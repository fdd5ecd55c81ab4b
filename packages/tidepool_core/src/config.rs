use std::path::{Path, PathBuf};

use anyhow::{Context, Result};
use serde::{Deserialize, Serialize};

// =============================================================================
// Unified config (figment-deserialized from defaults / tidepool.toml / env vars)
// =============================================================================
//
// Two equivalent ways to configure:
//
//   tidepool.toml:   [chat]
//                    max_message_bytes = 8000
//
//   env var:         TIDEPOOL_CHAT__MAX_MESSAGE_BYTES=8000
//                    (double underscore = section nesting)

/// Top-level tunable configuration, deserialized by figment.
#[derive(Clone, Debug, Default, Serialize, Deserialize)]
pub struct FileConfig {
    #[serde(default)]
    pub database: DatabaseFileConfig,
    #[serde(default)]
    pub chat: ChatFileConfig,
}

/// Database tunables (lives under `[database]` in tidepool.toml).
#[derive(Clone, Debug, Serialize, Deserialize)]
pub struct DatabaseFileConfig {
    #[serde(default = "default_db_path")]
    pub path: PathBuf,
    #[serde(default = "default_max_connections")]
    pub max_connections: u32,
}

impl Default for DatabaseFileConfig {
    fn default() -> Self {
        Self {
            path: default_db_path(),
            max_connections: default_max_connections(),
        }
    }
}

/// Conversation tunables (lives under `[chat]` in tidepool.toml).
#[derive(Clone, Debug, Serialize, Deserialize)]
pub struct ChatFileConfig {
    /// Upper bound on a message body, matching the storage column bound.
    #[serde(default = "default_max_message_bytes")]
    pub max_message_bytes: usize,
    /// How many trailing transcript turns are handed to the AI responder.
    #[serde(default = "default_history_window")]
    pub history_window: usize,
}

impl Default for ChatFileConfig {
    fn default() -> Self {
        Self {
            max_message_bytes: default_max_message_bytes(),
            history_window: default_history_window(),
        }
    }
}

fn default_db_path() -> PathBuf {
    PathBuf::from("tidepool.db")
}
fn default_max_connections() -> u32 {
    5
}
fn default_max_message_bytes() -> usize {
    8_000
}
fn default_history_window() -> usize {
    5
}

/// Build a figment that layers: struct defaults → tidepool.toml → TIDEPOOL_* env vars.
///
/// Env vars use double-underscore for nesting into sections:
///   `TIDEPOOL_DATABASE__PATH=/var/lib/tidepool.db`  →  `database.path`
///   `TIDEPOOL_CHAT__HISTORY_WINDOW=10`              →  `chat.history_window`
pub fn load_config(data_dir: &Path) -> figment::Figment {
    use figment::{
        Figment,
        providers::{Env, Format, Serialized, Toml},
    };

    Figment::from(Serialized::defaults(FileConfig::default()))
        .merge(Toml::file(data_dir.join("tidepool.toml")))
        .merge(Env::prefixed("TIDEPOOL_").split("__"))
}

/// Resolved runtime configuration consumed by [`crate::db::Database`] and
/// [`crate::service::ChatService`].
#[derive(Clone, Debug)]
pub struct TidepoolConfig {
    pub db_path: PathBuf,
    pub db_max_connections: u32,
    pub max_message_bytes: usize,
    pub history_window: usize,
}

impl TidepoolConfig {
    pub fn load(data_dir: &Path) -> Result<Self> {
        let file: FileConfig = load_config(data_dir)
            .extract()
            .context("Failed to load tidepool configuration")?;
        Ok(Self::from_file(&file))
    }

    pub fn from_file(fc: &FileConfig) -> Self {
        Self {
            db_path: fc.database.path.clone(),
            db_max_connections: fc.database.max_connections,
            max_message_bytes: fc.chat.max_message_bytes,
            history_window: fc.chat.history_window,
        }
    }

    pub fn db_url(&self) -> String {
        format!("sqlite://{}?mode=rwc", self.db_path.display())
    }
}

impl Default for TidepoolConfig {
    fn default() -> Self {
        Self::from_file(&FileConfig::default())
    }
}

● ● ● ● ●

Your answer should be one number: how many lines above contain "tunables".

Answer box:
2